Museu Barracco em Roma: a coleção de um barão calabrês na Piccola Farnesina
O Museu de Escultura Antiga Giovanni Barracco está localizado no Corso Vittorio Emanuele II, a poucos passos do Campo de' Fiori. É uma das coleções de escultura antiga mais requintadas de Roma – cerca de 400 peças de arte egípcia, assíria, cipriota, fenícia, etrusca, grega e romana – doadas ao Município em 1902 pelo barão Giovanni Barracco, um fidalgo calabrês que dedicou a vida a adquirir peças no mercado de antiguidades e nas escavações da Roma umbertina.
Dois museus, duas vidas
Para albergar a coleção, o arquiteto Gaetano Koch construiu um pequeno templo neoclássico, um dos primeiros edifícios romanos com aquecimento central. Foi demolido em 1938 para as obras do Corso Vittorio.

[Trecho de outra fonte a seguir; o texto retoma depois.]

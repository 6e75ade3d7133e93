extern crate ansi_term;
extern crate ctrlc;
extern crate linefeed;
extern crate mortal;
use crate::mach::{Display, Runtime, Storage, PIXEL_COLUMNS, PIXEL_ROWS, SCREEN_COLUMNS, SCREEN_ROWS};
use ansi_term::{Colour, Style};
use clap::Parser;
use linefeed::{DefaultTerminal, Interface, ReadResult, Signal};
use std::collections::HashSet;
use std::fs::File;
use std::io::{self, BufRead, BufReader, Write};
use std::path::PathBuf;
use std::sync::atomic::{AtomicBool, Ordering};
use std::sync::Arc;
use tracing::{debug, warn};

/// Level I BASIC for the terminal.
#[derive(Parser, Debug)]
#[command(name = "basic")]
#[command(version, about = "TRS-80 Level I BASIC", long_about = None)]
struct Cli {
    /// Program to LOAD at start-up
    #[arg(value_name = "FILE")]
    file: Option<PathBuf>,

    /// Log filter, e.g. "debug" or "basic=trace"
    #[arg(long, value_name = "FILTER")]
    log: Option<String>,
}

pub fn main() {
    let cli = Cli::parse();
    let filter = match &cli.log {
        Some(filter) => tracing_subscriber::EnvFilter::new(filter),
        None => tracing_subscriber::EnvFilter::try_from_default_env()
            .unwrap_or_else(|_| tracing_subscriber::EnvFilter::new("warn")),
    };
    tracing_subscriber::fmt()
        .with_env_filter(filter)
        .with_writer(io::stderr)
        .init();
    if let Err(error) = main_loop(&cli) {
        eprintln!("{}", Colour::Red.bold().paint(error.to_string()));
    }
}

fn main_loop(cli: &Cli) -> io::Result<()> {
    let mut runtime = Runtime::new(Console::new()?, FileStorage);
    let handle = runtime.interrupt_handle();
    runtime.display_mut().interrupt_with(handle.clone());
    if let Err(error) = ctrlc::set_handler(move || {
        handle.store(true, Ordering::SeqCst);
    }) {
        warn!(%error, "no Ctrl-C handler");
    }

    runtime
        .display_mut()
        .write_line(&Style::new().bold().paint("LEVEL I BASIC").to_string());
    runtime.display_mut().write_line("READY");
    if let Some(file) = &cli.file {
        let path = file.to_string_lossy().replace('"', "");
        runtime.enter(&format!("LOAD \"{}\"", path));
    }

    loop {
        let string = match runtime.display_mut().read_command()? {
            Some(string) => string,
            None => break,
        };
        if runtime.enter(&string) {
            runtime.display_mut().add_history(string);
        }
    }
    Ok(())
}

/// The terminal as a Level I screen. Text on the current row is held
/// back until the row ends so that `INPUT` can hand it to the line editor
/// as the prompt.
pub struct Console {
    interface: Interface<DefaultTerminal>,
    screen: Option<mortal::Terminal>,
    halted: Arc<AtomicBool>,
    tail: String,
    column: usize,
    row: usize,
    pixels: HashSet<(usize, usize)>,
}

impl Console {
    pub fn new() -> io::Result<Console> {
        let interface = Interface::new("BASIC")?;
        interface.set_report_signal(Signal::Interrupt, true);
        Ok(Console {
            interface,
            screen: None,
            halted: Arc::default(),
            tail: String::new(),
            column: 0,
            row: 0,
            pixels: HashSet::default(),
        })
    }

    /// Ctrl-C while waiting for input sets this flag.
    pub fn interrupt_with(&mut self, halted: Arc<AtomicBool>) {
        self.halted = halted;
    }

    /// A line typed at the prompt, or `None` at end of input.
    pub fn read_command(&mut self) -> io::Result<Option<String>> {
        self.flush()?;
        self.interface.set_prompt("")?;
        loop {
            match self.interface.read_line()? {
                ReadResult::Input(string) => {
                    self.line_entered();
                    return Ok(Some(string));
                }
                ReadResult::Signal(Signal::Interrupt) => {
                    self.interface.set_buffer("")?;
                    self.interface.write_fmt(format_args!("BREAK\n"))?;
                }
                ReadResult::Signal(_) | ReadResult::Eof => return Ok(None),
            }
        }
    }

    pub fn add_history(&self, string: String) {
        self.interface.add_history_unique(string);
    }

    fn flush(&mut self) -> io::Result<()> {
        if !self.tail.is_empty() {
            self.interface.write_fmt(format_args!("{}", self.tail))?;
            self.tail.clear();
        }
        io::stdout().flush()
    }

    fn line_entered(&mut self) {
        self.column = 0;
        self.advance_row();
    }

    fn advance_row(&mut self) {
        if self.row + 1 < SCREEN_ROWS {
            self.row += 1;
        }
    }

    fn screen(&mut self) -> io::Result<&mortal::Terminal> {
        if self.screen.is_none() {
            self.screen = Some(mortal::Terminal::new()?);
        }
        match &self.screen {
            Some(screen) => Ok(screen),
            None => Err(io::Error::new(io::ErrorKind::Other, "no terminal")),
        }
    }

    /// The terminal only moves relative to where it is, so absolute
    /// moves go through the first column of the tracked row.
    fn move_between(
        screen: &mortal::Terminal,
        from: (usize, usize),
        to: (usize, usize),
    ) -> io::Result<()> {
        let (rows, columns) = steps(from, to);
        screen.move_to_first_column()?;
        if rows < 0 {
            screen.move_up(rows.unsigned_abs())?;
        } else if rows > 0 {
            screen.move_down(rows as usize)?;
        }
        if columns > 0 {
            screen.move_right(columns)?;
        }
        Ok(())
    }

    /// Each character cell shows a 2x3 block of pixels.
    fn draw_cell(&mut self, x: usize, y: usize) -> io::Result<()> {
        let (column, row) = (x / 2, y / 3);
        let lit = (0..2).any(|dx| {
            (0..3).any(|dy| self.pixels.contains(&(column * 2 + dx, row * 3 + dy)))
        });
        self.flush()?;
        let cursor = (self.column, self.row);
        let screen = self.screen()?;
        Console::move_between(screen, cursor, (column, row))?;
        screen.write_str(if lit { "\u{2588}" } else { " " })?;
        Console::move_between(screen, (column + 1, row), cursor)
    }

    fn log_failure(result: io::Result<()>) {
        if let Err(error) = result {
            warn!(%error, "terminal");
        }
    }
}

impl Display for Console {
    fn write(&mut self, s: &str) {
        for ch in s.chars() {
            self.tail.push(ch);
            if ch == '\n' {
                self.column = 0;
                self.advance_row();
            } else {
                self.column += 1;
                if self.column >= SCREEN_COLUMNS {
                    self.column = 0;
                    self.advance_row();
                }
            }
        }
        if let Some(end) = self.tail.rfind('\n') {
            let rest = self.tail.split_off(end + 1);
            let result = self.interface.write_fmt(format_args!("{}", self.tail));
            self.tail = rest;
            Console::log_failure(result);
        }
    }

    fn read_line(&mut self) -> io::Result<String> {
        let prompt = std::mem::take(&mut self.tail);
        self.interface.set_prompt(&prompt)?;
        match self.interface.read_line()? {
            ReadResult::Input(string) => {
                self.line_entered();
                Ok(string)
            }
            ReadResult::Signal(Signal::Interrupt) => {
                debug!("interrupted input");
                self.interface.set_buffer("")?;
                self.interface.lock_reader().cancel_read_line()?;
                self.halted.store(true, Ordering::SeqCst);
                self.line_entered();
                Ok(String::new())
            }
            ReadResult::Signal(_) | ReadResult::Eof => Err(io::Error::new(
                io::ErrorKind::UnexpectedEof,
                "end of input",
            )),
        }
    }

    fn read_key(&mut self) -> io::Result<char> {
        self.flush()?;
        let halted = self.halted.clone();
        let screen = self.screen()?;
        let state = screen.prepare(mortal::PrepareConfig::default())?;
        let key = loop {
            match screen.read_event(None)? {
                Some(mortal::Event::Key(mortal::Key::Char(ch))) => break ch,
                Some(mortal::Event::Key(mortal::Key::Ctrl('c'))) => {
                    halted.store(true, Ordering::SeqCst);
                    break '\n';
                }
                Some(mortal::Event::Key(_)) => break '\n',
                _ => continue,
            }
        };
        screen.restore(state)?;
        Ok(key)
    }

    fn cursor_position(&self) -> (usize, usize) {
        (self.column, self.row)
    }

    fn set_cursor_position(&mut self, column: usize, row: usize) {
        let cursor = (self.column, self.row);
        let result = self.flush().and_then(|_| {
            let screen = self.screen()?;
            Console::move_between(screen, cursor, (column, row))
        });
        Console::log_failure(result);
        self.column = column;
        self.row = row;
    }

    fn clear(&mut self) {
        self.tail.clear();
        self.pixels.clear();
        self.column = 0;
        self.row = 0;
        // clearing also homes the cursor
        let result = self.screen().and_then(|screen| screen.clear_screen());
        Console::log_failure(result);
    }

    fn set(&mut self, x: usize, y: usize) {
        debug_assert!(x < PIXEL_COLUMNS && y < PIXEL_ROWS);
        self.pixels.insert((x, y));
        let result = self.draw_cell(x, y);
        Console::log_failure(result);
    }

    fn reset(&mut self, x: usize, y: usize) {
        self.pixels.remove(&(x, y));
        let result = self.draw_cell(x, y);
        Console::log_failure(result);
    }

    fn point(&self, x: usize, y: usize) -> bool {
        self.pixels.contains(&(x, y))
    }
}

/// Programs are plain text files, one numbered line per line.
pub struct FileStorage;

impl Storage for FileStorage {
    fn load(&mut self, path: &str) -> io::Result<Vec<String>> {
        let reader = BufReader::new(File::open(path)?);
        reader.lines().collect()
    }

    fn save(&mut self, path: &str, lines: &[String]) -> io::Result<()> {
        let mut file = File::create(path)?;
        for line in lines {
            writeln!(file, "{}", line)?;
        }
        Ok(())
    }
}

/// Rows to move (negative is up) and columns to move right after
/// returning to the first column.
fn steps(from: (usize, usize), to: (usize, usize)) -> (isize, usize) {
    (to.1 as isize - from.1 as isize, to.0)
}

#[cfg(test)]
mod tests {
    use super::*;

    #[test]
    fn test_steps() {
        assert_eq!(steps((10, 5), (3, 2)), (-3, 3));
        assert_eq!(steps((0, 0), (63, 15)), (15, 63));
        assert_eq!(steps((7, 4), (0, 4)), (0, 0));
    }
}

Em 1948, as obras foram instaladas na Farnesina ai Baullari, um palacete quinhentista construído em 1523 para o prelado bretão Thomas Le Roy: os lírios de França na fachada, confundidos com os dos Farnese, valeram-lhe o apelido de “Pequena Farnesina”.
O que se pode ver
O percurso começa no Egito das primeiras dinastias (3000 a.C.) e termina num mosaico policromado da primeira Basílica de São Pedro, datado do século XII. Entre as peças mais raras contam-se lajes assírias dos palácios de Nínive e Nimrud, uma esfinge da rainha Hatshepsut, originais gregos de Policleto e uma secção de arte cipriota — uma raridade absoluta para os museus italianos — com o famoso carro votivo policromado de Amathus.